Kalo dari pintu masuk Malang, panorama view dimana kita bisa menikmati Tumpak Sewu masih belum terlalu aman menurut saya (berdasarkan kunjungan Juli 2017). Pagarnya masih berupa bambu sederhana yang dibuat sedemikian rupa. Treknya licin, apalagi kalo musim ujan, kudu hati-hati banget. Semoga ini bisa jadi pehatian Pemkab Malang kedepannya.
Puas cekrek sana-sini, sekitar jam setengah 2 siang kami pulang. Masih siang udah pulang? Abisnya cuaca hari itu masih ga menentu kayak perasaan kamu ke aku, hweks! Lagian, karena perjalanan pertama kali, pulang ke Malang tuh rasanya kayak jauh banget. Menghindari kemalaman jugak sih.

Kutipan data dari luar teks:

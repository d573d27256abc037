//! respack - script and stylesheet package cache
//!
//! respack combines ordered lists of source files into packages, optionally
//! minifies them, memoizes the result and versions every build with an
//! ETag. Builds are invalidated by file system notifications or, where
//! those are unavailable, by comparing source modification times.
//!
//! ```no_run
//! use std::sync::Arc;
//! use respack::{LocalFileSource, PackageCache, Registry};
//!
//! let registry = Registry::new();
//! let cache = PackageCache::new(Arc::new(LocalFileSource::new("public")));
//! let package = registry
//!     .load_script("site-js", true, ["~/js/lib.js", "~/js/app.js"])
//!     .unwrap();
//! let etag = cache.etag(&package, false).unwrap();
//! let content = cache.content(&package).unwrap();
//! ```

pub mod application;
pub mod config;
pub mod domain;
pub mod error;
pub mod infrastructure;
pub mod presentation;
pub mod serve;

// Re-exports for convenience
pub use application::{CacheOptions, PackageCache, Registry};
pub use config::{Config, ConfigWarning};
pub use domain::entities::{CachedBuild, Package, PackageDefinition};
pub use domain::ports::{CacheEvent, CacheEventSink, FileSource, Minifier, MinifierSet};
pub use domain::value_objects::{ContentKind, ETag, EtagStrategy, PathFormatError, VirtualPath};
pub use error::{ResPackError, ResPackResult};
pub use infrastructure::{
    CommandMinifier, JsonEventSink, LocalFileSource, MemoryFileSource, TracingEventSink,
};
pub use presentation::{create_runtime, Runtime};
pub use serve::{respond, PackageRequest, PackageResponse, ResponseOptions, RoutePattern, Router};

Nita menumpahkan air keruh...! |
Sebelum pulang, kami istirahat dulu di rumah warga dimana kami memarkirkan motor. Kami disambut dengan ramah, khas Indonesia pokonya lah. Kami juga menumpang ke kamar mandi, lalu duduk santai di bale-bale sambil makan gorengan. Isi tenaga sebelum ngelawan bis dan truk di jalanan.
Perjalanan ke Ampelgading berarti juga perjalanan ke air terjun keren lainnya (ada Air Terjun Kapas Biru, Coban Srengenge dan masih banyak lagi). Kalo cuaca cerah dan punya cukup waktu, jangan cuma ke Tumpak Sewu aja. Kunjungi juga tempat indah lainnya. Kabarkan pada dunia kekayaan alam Indonesia dan jangan lupa jaga kelestariannya biar anak cucu kita (ciyeeh kita), kebagian menyaksikan keindahannya langsung.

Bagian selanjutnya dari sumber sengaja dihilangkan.